Tuesday, October 16, 2007, 8:40 am, Room 609

Medical devices used in contact with blood often contain features that are on the order of microns, (e.g. the struts on stents). Application of thin polymeric coatings on stents is feasible for the release of antiproliferative agents. However, the use of hydrogel coatings in this application is limited by a number of factors. Thin hydrogel coatings may be difficult to apply on complex geometries. The large volume of water in the hydrogel also limits the amount of drug that can be delivered from the coating. To address the first issue, we previously synthesized a copolymer of polylysine and polyethylene glycol (PLL-g-PEG) that self-assembles on negatively charged surfaces. We demonstrated that very thin yet stable layers of water-soluble polymer reduce biological responses, both in vitro and in vivo.
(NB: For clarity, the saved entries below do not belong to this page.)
//! Conflict record types
//!
//! A [`ConflictRecord`] materializes one detected group of conflicting
//! concurrent edits: which log entries collided, on which fields, and how
//! bad it is. Records are created by the detector and mutated only by an
//! explicit resolve operation; they are never deleted here.

use crate::types::EntityRef;
use chrono::{DateTime, Utc};
use serde::{Deserialize, Serialize};
use std::collections::BTreeSet;
use uuid::Uuid;

/// Classification of a detected conflict
#[derive(Debug, Clone, Copy, PartialEq, Eq, PartialOrd, Ord, Hash, Serialize, Deserialize)]
#[serde(rename_all = "snake_case")]
pub enum ConflictType {
    /// Two operators edited overlapping fields of the same entity within
    /// the conflict window
    ConcurrentEdit,
    /// A write was rejected because its expected version was stale
    StaleUpdate,
    /// Two writes collided on the same field value
    FieldCollision,
    /// An edit raced against a delete of the same entity
    DeleteConflict,
}

impl ConflictType {
    /// Stable lowercase label, matching the wire encoding
    pub fn as_str(&self) -> &'static str {
        match self {
            ConflictType::ConcurrentEdit => "concurrent_edit",
            ConflictType::StaleUpdate => "stale_update",
            ConflictType::FieldCollision => "field_collision",
            ConflictType::DeleteConflict => "delete_conflict",
        }
    }
}

/// How a conflict was (or will be) resolved
#[derive(Debug, Clone, Copy, PartialEq, Eq, PartialOrd, Ord, Hash, Serialize, Deserialize)]
#[serde(rename_all = "snake_case")]
pub enum ResolutionStrategy {
    /// The latest committed write stands
    LastWriteWins,
    /// A person merged the changes by hand
    ManualMerge,
    /// The system merged non-overlapping changes automatically
    AutoMerge,
    /// The earliest committed write stands
    FirstWriteWins,
    /// Not resolved yet
    Unresolved,
}

/// How serious a conflict is, for triage ordering
#[derive(Debug, Clone, Copy, PartialEq, Eq, PartialOrd, Ord, Hash, Serialize, Deserialize)]
#[serde(rename_all = "lowercase")]
pub enum Severity {
    /// Single-field overlap between two entries
    Low,
    /// Multiple fields overlap
    Medium,
    /// Wide field overlap or several concurrent editors
    High,
    /// Very wide overlap or many concurrent editors
    Critical,
}

impl Severity {
    /// Deterministic severity from the overlap shape
    ///
    /// `overlapping_fields` is the number of distinct fields shared across
    /// the group; `concurrent_entries` is the number of other entries kept
    /// by the detector (the analyzed entry itself is not counted).
    pub fn classify(overlapping_fields: usize, concurrent_entries: usize) -> Severity {
        if overlapping_fields >= 5 || concurrent_entries >= 4 {
            Severity::Critical
        } else if overlapping_fields >= 3 || concurrent_entries >= 2 {
            Severity::High
        } else if overlapping_fields >= 2 {
            Severity::Medium
        } else {
            Severity::Low
        }
    }

    /// Stable lowercase label, matching the wire encoding
    pub fn as_str(&self) -> &'static str {
        match self {
            Severity::Low => "low",
            Severity::Medium => "medium",
            Severity::High => "high",
            Severity::Critical => "critical",
        }
    }
}

/// One detected group of conflicting concurrent edits
///
/// `involved_entries` holds at least two operation-log entry ids from
/// distinct operators. The record stays unresolved until an explicit
/// resolve call sets `resolved_at` and a concrete strategy.
#[derive(Debug, Clone, PartialEq, Serialize, Deserialize)]
pub struct ConflictRecord {
    /// Unique record id
    pub id: Uuid,
    /// The entity the conflicting edits targeted
    pub entity: EntityRef,
    /// What kind of conflict this is
    pub conflict_type: ConflictType,
    /// When the detector materialized this record
    pub detected_at: DateTime<Utc>,
    /// When the conflict was resolved, if it has been
    pub resolved_at: Option<DateTime<Utc>>,
    /// How it was resolved; `Unresolved` until the resolve call
    pub resolution_strategy: ResolutionStrategy,
    /// Data attached by the resolution workflow (merged payload, notes)
    pub resolution_data: Option<serde_json::Value>,
    /// Triage severity from the overlap shape
    pub severity: Severity,
    /// Operation-log entry ids in the conflicting group
    pub involved_entries: BTreeSet<Uuid>,
    /// Field names the group collided on
    pub overlapping_fields: BTreeSet<String>,
}

impl ConflictRecord {
    /// Create an unresolved record detected now
    pub fn new(
        entity: EntityRef,
        conflict_type: ConflictType,
        severity: Severity,
        involved_entries: BTreeSet<Uuid>,
        overlapping_fields: BTreeSet<String>,
    ) -> Self {
        ConflictRecord {
            id: Uuid::new_v4(),
            entity,
            conflict_type,
            detected_at: Utc::now(),
            resolved_at: None,
            resolution_strategy: ResolutionStrategy::Unresolved,
            resolution_data: None,
            severity,
            involved_entries,
            overlapping_fields,
        }
    }

    /// Whether the resolution workflow has closed this record
    pub fn is_resolved(&self) -> bool {
        self.resolved_at.is_some()
    }

    /// Seconds between detection and resolution, if resolved
    pub fn resolution_seconds(&self) -> Option<f64> {
        self.resolved_at
            .map(|r| (r - self.detected_at).num_milliseconds() as f64 / 1000.0)
    }
}

#[cfg(test)]
mod tests {
    use super::*;

    #[test]
    fn severity_table_critical() {
        assert_eq!(Severity::classify(5, 1), Severity::Critical);
        assert_eq!(Severity::classify(7, 1), Severity::Critical);
        assert_eq!(Severity::classify(1, 4), Severity::Critical);
    }

    #[test]
    fn severity_table_high() {
        assert_eq!(Severity::classify(3, 1), Severity::High);
        assert_eq!(Severity::classify(4, 1), Severity::High);
        assert_eq!(Severity::classify(1, 2), Severity::High);
        assert_eq!(Severity::classify(1, 3), Severity::High);
    }

    #[test]
    fn severity_table_medium_and_low() {
        // two overlapping fields, one other entry (two involved total)
        assert_eq!(Severity::classify(2, 1), Severity::Medium);
        assert_eq!(Severity::classify(1, 1), Severity::Low);
        assert_eq!(Severity::classify(0, 0), Severity::Low);
    }

    #[test]
    fn severity_ordering() {
        assert!(Severity::Low < Severity::Medium);
        assert!(Severity::Medium < Severity::High);
        assert!(Severity::High < Severity::Critical);
    }

    #[test]
    fn new_record_is_unresolved() {
        let rec = ConflictRecord::new(
            EntityRef::new("attendance", "1"),
            ConflictType::ConcurrentEdit,
            Severity::Low,
            [Uuid::new_v4(), Uuid::new_v4()].into_iter().collect(),
            ["status".to_string()].into_iter().collect(),
        );
        assert!(!rec.is_resolved());
        assert_eq!(rec.resolution_strategy, ResolutionStrategy::Unresolved);
        assert!(rec.resolution_seconds().is_none());
    }

    #[test]
    fn conflict_type_labels() {
        assert_eq!(ConflictType::ConcurrentEdit.as_str(), "concurrent_edit");
        assert_eq!(ConflictType::DeleteConflict.as_str(), "delete_conflict");
        assert_eq!(
            serde_json::to_string(&ConflictType::StaleUpdate).unwrap(),
            "\"stale_update\""
        );
    }
}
We followed these experiments with investigations into the uses of layer-by-layer strategies, however, practical utility of these films is limited by time-prohibitive methods of fabrication, and the formed films may be too thin for drug delivery. We have addressed these shortcomings in two ways. Rather than delivering drugs directly, we are incorporating an enzyme into hydrogels. The enzyme produces a biologically active molecule (sphingosine 1-phosphate) from a precursor already present in blood (sphingosine). This molecule causes endothelial cell chemotaxis and inhibits smooth muscle cell migration. Additionally, we are producing multilayer films from nanogels that are formed by crosslinking PEG-vinylsulfone with albumin (average particle sizes 40 - 80 nm). Even a single layer of the nanogels covalently-reacted with RFGD-modified PET greatly reduces cell adhesion. Finally, in characterizing protein adsorption on thin hydrogel films, it is important to know not only the amount of adsorbed protein but also the conformations adopted by the adsorbed proteins. To study this, we have developed a proteomics-based strategy to detect differences in the exposure of lysine residues following adsorption. Our studies demonstrated an increased accessibility of lysine residues in fibrinogen adsorbed from low concentration solutions, which correlated well with the increase in the spread area of fibrinogen as measured at the same solution concentrations by OWLS. Overall, tremendous challenges and opportunities exist for producing thin surface coatings that resist non-specific biological adhesion and deliver drugs to control the biological response.